> _Task to carry out_:
The entries below are to be retyped exactly. Preserve every word.

┌─ Input for this task

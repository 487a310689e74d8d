// The technology catalog and the progression ratchet.
//
// `TechnologyLevel` only ever moves forward. It gates which catalog entries
// the player can see (and therefore buy); the actual purchases are
// player-driven and cost-gated in `state.rs`.
//
// Progression itself is data: two ordered rule lists — one raising the
// level, one unlocking new plant-catalog entries — each rule a guarded
// one-shot transition. The aggregate stores an index into each list; at
// every cost tick the front rule is evaluated and, once satisfied, fires
// and retires permanently. Rules never re-fire and never run out of order,
// which is what makes the whole thing a ratchet.

use crate::config::MILLIS_PER_DAY;
use crate::plants::PlantType;
use crate::state::GameState;
use crate::types::Currency;
use crate::upgrades::{Describe, Purchasable};
use serde::{Deserialize, Serialize};

// ---------------------------------------------------------------------------
// Levels and the technology catalog
// ---------------------------------------------------------------------------

/// Overall progression tier. Ordering is progression order; the level on
/// the aggregate never decreases.
#[derive(Clone, Copy, Debug, PartialEq, Eq, PartialOrd, Ord, Hash, Serialize, Deserialize)]
pub enum TechnologyLevel {
    None,
    Amateur,
    Basic,
    Intermediate,
    Advanced,
    Quantum,
}

impl TechnologyLevel {
    /// The technologies visible (purchasable) at this level.
    pub fn visible_technologies(self) -> Vec<Technology> {
        Technology::ALL
            .into_iter()
            .filter(|t| t.visibility_level() <= self)
            .collect()
    }
}

/// A purchasable technology.
#[derive(Clone, Copy, Debug, PartialEq, Eq, PartialOrd, Ord, Hash, Serialize, Deserialize)]
pub enum Technology {
    ChilliDex,
    AutoPlanter,
    AutoHarvester,
    ScovilleDistillery,
    ChimoleonGenetics,
    TemporalDistortionField,
}

impl Technology {
    pub const ALL: [Technology; 6] = [
        Technology::ChilliDex,
        Technology::AutoPlanter,
        Technology::AutoHarvester,
        Technology::ScovilleDistillery,
        Technology::ChimoleonGenetics,
        Technology::TemporalDistortionField,
    ];

    /// The level at which this technology appears in the shop.
    pub fn visibility_level(self) -> TechnologyLevel {
        match self {
            Technology::ChilliDex => TechnologyLevel::Amateur,
            Technology::AutoPlanter => TechnologyLevel::Basic,
            Technology::AutoHarvester => TechnologyLevel::Basic,
            Technology::ScovilleDistillery => TechnologyLevel::Intermediate,
            Technology::ChimoleonGenetics => TechnologyLevel::Advanced,
            Technology::TemporalDistortionField => TechnologyLevel::Quantum,
        }
    }

    /// Repeatable technologies stack: each AutoPlanter bought sows one more
    /// seed per cost tick.
    pub fn repeatable(self) -> bool {
        matches!(self, Technology::AutoPlanter)
    }
}

impl Describe for Technology {
    fn display_name(&self) -> &'static str {
        match self {
            Technology::ChilliDex => "ChilliDex",
            Technology::AutoPlanter => "AutoPlanter",
            Technology::AutoHarvester => "AutoHarvester",
            Technology::ScovilleDistillery => "Scoville Distillery",
            Technology::ChimoleonGenetics => "Chimoleon Genetics",
            Technology::TemporalDistortionField => "Temporal Distortion Field",
        }
    }
}

impl Purchasable for Technology {
    fn cost(&self) -> Option<Currency> {
        match self {
            Technology::ChilliDex => Some(Currency(250_000)),
            Technology::AutoPlanter => Some(Currency(5_000_000)),
            Technology::AutoHarvester => Some(Currency(10_000_000)),
            Technology::ScovilleDistillery => Some(Currency(50_000_000)),
            Technology::ChimoleonGenetics => Some(Currency(2_000_000_000)),
            Technology::TemporalDistortionField => Some(Currency(999_999_999_999)),
        }
    }
}

// ---------------------------------------------------------------------------
// Progression rules
// ---------------------------------------------------------------------------

/// A guarded one-shot transition raising the technology level.
pub struct LevelRule {
    pub target: TechnologyLevel,
    /// Virtual days since epoch that must have passed, if any.
    pub min_elapsed_days: Option<i64>,
    pub condition: fn(&GameState) -> bool,
}

/// A guarded one-shot transition adding a starter entry to the plant
/// catalog.
pub struct CatalogRule {
    pub min_elapsed_days: Option<i64>,
    pub condition: fn(&GameState) -> bool,
    pub unlock: fn() -> PlantType,
}

fn elapsed_at_least(state: &GameState, days: Option<i64>) -> bool {
    days.is_none_or(|d| state.date_millis >= d * MILLIS_PER_DAY)
}

impl LevelRule {
    pub fn satisfied(&self, state: &GameState) -> bool {
        elapsed_at_least(state, self.min_elapsed_days) && (self.condition)(state)
    }
}

impl CatalogRule {
    pub fn satisfied(&self, state: &GameState) -> bool {
        elapsed_at_least(state, self.min_elapsed_days) && (self.condition)(state)
    }
}

fn always(_: &GameState) -> bool {
    true
}

fn balance_at_least_20k(state: &GameState) -> bool {
    state.balance.0 >= 20_000
}

fn balance_at_least_2m(state: &GameState) -> bool {
    state.balance.0 >= 2_000_000
}

fn balance_at_least_200m(state: &GameState) -> bool {
    state.balance.0 >= 200_000_000
}

fn balance_at_least_20b(state: &GameState) -> bool {
    state.balance.0 >= 20_000_000_000
}

fn balance_at_least_10k(state: &GameState) -> bool {
    state.balance.0 >= 10_000
}

fn reached_basic(state: &GameState) -> bool {
    state.technology_level >= TechnologyLevel::Basic
}

/// Level rules in firing order. Targets are strictly increasing, so
/// replaying the retired prefix always reproduces the same level.
pub static LEVEL_RULES: [LevelRule; 5] = [
    LevelRule {
        target: TechnologyLevel::Amateur,
        min_elapsed_days: Some(2),
        condition: always,
    },
    LevelRule {
        target: TechnologyLevel::Basic,
        min_elapsed_days: None,
        condition: balance_at_least_20k,
    },
    LevelRule {
        target: TechnologyLevel::Intermediate,
        min_elapsed_days: Some(30),
        condition: balance_at_least_2m,
    },
    LevelRule {
        target: TechnologyLevel::Advanced,
        min_elapsed_days: None,
        condition: balance_at_least_200m,
    },
    LevelRule {
        target: TechnologyLevel::Quantum,
        min_elapsed_days: Some(365),
        condition: balance_at_least_20b,
    },
];

/// Plant-catalog unlock rules in firing order.
pub static CATALOG_RULES: [CatalogRule; 3] = [
    CatalogRule {
        min_elapsed_days: Some(10),
        condition: always,
        unlock: PlantType::guajillo,
    },
    CatalogRule {
        min_elapsed_days: None,
        condition: balance_at_least_10k,
        unlock: PlantType::jalapeno,
    },
    CatalogRule {
        min_elapsed_days: None,
        condition: reached_basic,
        unlock: PlantType::birds_eye,
    },
];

└─

> _Worked solution_:
repository 487a310689e74d8d
// The technology catalog and the progression ratchet.
//
// `TechnologyLevel` only ever moves forward. It gates which catalog entries
// the player can see (and therefore buy); the actual purchases are
// player-driven and cost-gated in `state.rs`.
//
// Progression itself is data: two ordered rule lists — one raising the
// level, one unlocking new plant-catalog entries — each rule a guarded
// one-shot transition. The aggregate stores an index into each list; at
// every cost tick the front rule is evaluated and, once satisfied, fires
// and retires permanently. Rules never re-fire and never run out of order,
// which is what makes the whole thing a ratchet.

use crate::config::MILLIS_PER_DAY;
use crate::plants::PlantType;
use crate::state::GameState;
use crate::types::Currency;
use crate::upgrades::{Describe, Purchasable};
use serde::{Deserialize, Serialize};

// ---------------------------------------------------------------------------
// Levels and the technology catalog
// ---------------------------------------------------------------------------

/// Overall progression tier. Ordering is progression order; the level on
/// the aggregate never decreases.
#[derive(Clone, Copy, Debug, PartialEq, Eq, PartialOrd, Ord, Hash, Serialize, Deserialize)]
pub enum TechnologyLevel {
    None,
    Amateur,
    Basic,
    Intermediate,
    Advanced,
    Quantum,
}

impl TechnologyLevel {
    /// The technologies visible (purchasable) at this level.
    pub fn visible_technologies(self) -> Vec<Technology> {
        Technology::ALL
            .into_iter()
            .filter(|t| t.visibility_level() <= self)
            .collect()
    }
}

/// A purchasable technology.
#[derive(Clone, Copy, Debug, PartialEq, Eq, PartialOrd, Ord, Hash, Serialize, Deserialize)]
pub enum Technology {
    ChilliDex,
    AutoPlanter,
    AutoHarvester,
    ScovilleDistillery,
    ChimoleonGenetics,
    TemporalDistortionField,
}

impl Technology {
    pub const ALL: [Technology; 6] = [
        Technology::ChilliDex,
        Technology::AutoPlanter,
        Technology::AutoHarvester,
        Technology::ScovilleDistillery,
        Technology::ChimoleonGenetics,
        Technology::TemporalDistortionField,
    ];

    /// The level at which this technology appears in the shop.
    pub fn visibility_level(self) -> TechnologyLevel {
        match self {
            Technology::ChilliDex => TechnologyLevel::Amateur,
            Technology::AutoPlanter => TechnologyLevel::Basic,
            Technology::AutoHarvester => TechnologyLevel::Basic,
            Technology::ScovilleDistillery => TechnologyLevel::Intermediate,
            Technology::ChimoleonGenetics => TechnologyLevel::Advanced,
            Technology::TemporalDistortionField => TechnologyLevel::Quantum,
        }
    }

    /// Repeatable technologies stack: each AutoPlanter bought sows one more
    /// seed per cost tick.
    pub fn repeatable(self) -> bool {
        matches!(self, Technology::AutoPlanter)
    }
}

impl Describe for Technology {
    fn display_name(&self) -> &'static str {
        match self {
            Technology::ChilliDex => "ChilliDex",
            Technology::AutoPlanter => "AutoPlanter",
            Technology::AutoHarvester => "AutoHarvester",
            Technology::ScovilleDistillery => "Scoville Distillery",
            Technology::ChimoleonGenetics => "Chimoleon Genetics",
            Technology::TemporalDistortionField => "Temporal Distortion Field",
        }
    }
}

impl Purchasable for Technology {
    fn cost(&self) -> Option<Currency> {
        match self {
            Technology::ChilliDex => Some(Currency(250_000)),
            Technology::AutoPlanter => Some(Currency(5_000_000)),
            Technology::AutoHarvester => Some(Currency(10_000_000)),
            Technology::ScovilleDistillery => Some(Currency(50_000_000)),
            Technology::ChimoleonGenetics => Some(Currency(2_000_000_000)),
            Technology::TemporalDistortionField => Some(Currency(999_999_999_999)),
        }
    }
}

// ---------------------------------------------------------------------------
// Progression rules
// ---------------------------------------------------------------------------

/// A guarded one-shot transition raising the technology level.
pub struct LevelRule {
    pub target: TechnologyLevel,
    /// Virtual days since epoch that must have passed, if any.
    pub min_elapsed_days: Option<i64>,
    pub condition: fn(&GameState) -> bool,
}

/// A guarded one-shot transition adding a starter entry to the plant
/// catalog.
pub struct CatalogRule {
    pub min_elapsed_days: Option<i64>,
    pub condition: fn(&GameState) -> bool,
    pub unlock: fn() -> PlantType,
}

fn elapsed_at_least(state: &GameState, days: Option<i64>) -> bool {
    days.is_none_or(|d| state.date_millis >= d * MILLIS_PER_DAY)
}

impl LevelRule {
    pub fn satisfied(&self, state: &GameState) -> bool {
        elapsed_at_least(state, self.min_elapsed_days) && (self.condition)(state)
    }
}

impl CatalogRule {
    pub fn satisfied(&self, state: &GameState) -> bool {
        elapsed_at_least(state, self.min_elapsed_days) && (self.condition)(state)
    }
}

fn always(_: &GameState) -> bool {
    true
}

fn balance_at_least_20k(state: &GameState) -> bool {
    state.balance.0 >= 20_000
}

fn balance_at_least_2m(state: &GameState) -> bool {
    state.balance.0 >= 2_000_000
}

fn balance_at_least_200m(state: &GameState) -> bool {
    state.balance.0 >= 200_000_000
}

fn balance_at_least_20b(state: &GameState) -> bool {
    state.balance.0 >= 20_000_000_000
}

fn balance_at_least_10k(state: &GameState) -> bool {
    state.balance.0 >= 10_000
}

fn reached_basic(state: &GameState) -> bool {
    state.technology_level >= TechnologyLevel::Basic
}

/// Level rules in firing order. Targets are strictly increasing, so
/// replaying the retired prefix always reproduces the same level.
pub static LEVEL_RULES: [LevelRule; 5] = [
    LevelRule {
        target: TechnologyLevel::Amateur,
        min_elapsed_days: Some(2),
        condition: always,
    },
    LevelRule {
        target: TechnologyLevel::Basic,
        min_elapsed_days: None,
        condition: balance_at_least_20k,
    },
    LevelRule {
        target: TechnologyLevel::Intermediate,
        min_elapsed_days: Some(30),
        condition: balance_at_least_2m,
    },
    LevelRule {
        target: TechnologyLevel::Advanced,
        min_elapsed_days: None,
        condition: balance_at_least_200m,
    },
    LevelRule {
        target: TechnologyLevel::Quantum,
        min_elapsed_days: Some(365),
        condition: balance_at_least_20b,
    },
];

/// Plant-catalog unlock rules in firing order.
pub static CATALOG_RULES: [CatalogRule; 3] = [
    CatalogRule {
        min_elapsed_days: Some(10),
        condition: always,
        unlock: PlantType::guajillo,
    },
    CatalogRule {
        min_elapsed_days: None,
        condition: balance_at_least_10k,
        unlock: PlantType::jalapeno,
    },
    CatalogRule {
        min_elapsed_days: None,
        condition: reached_basic,
        unlock: PlantType::birds_eye,
    },
];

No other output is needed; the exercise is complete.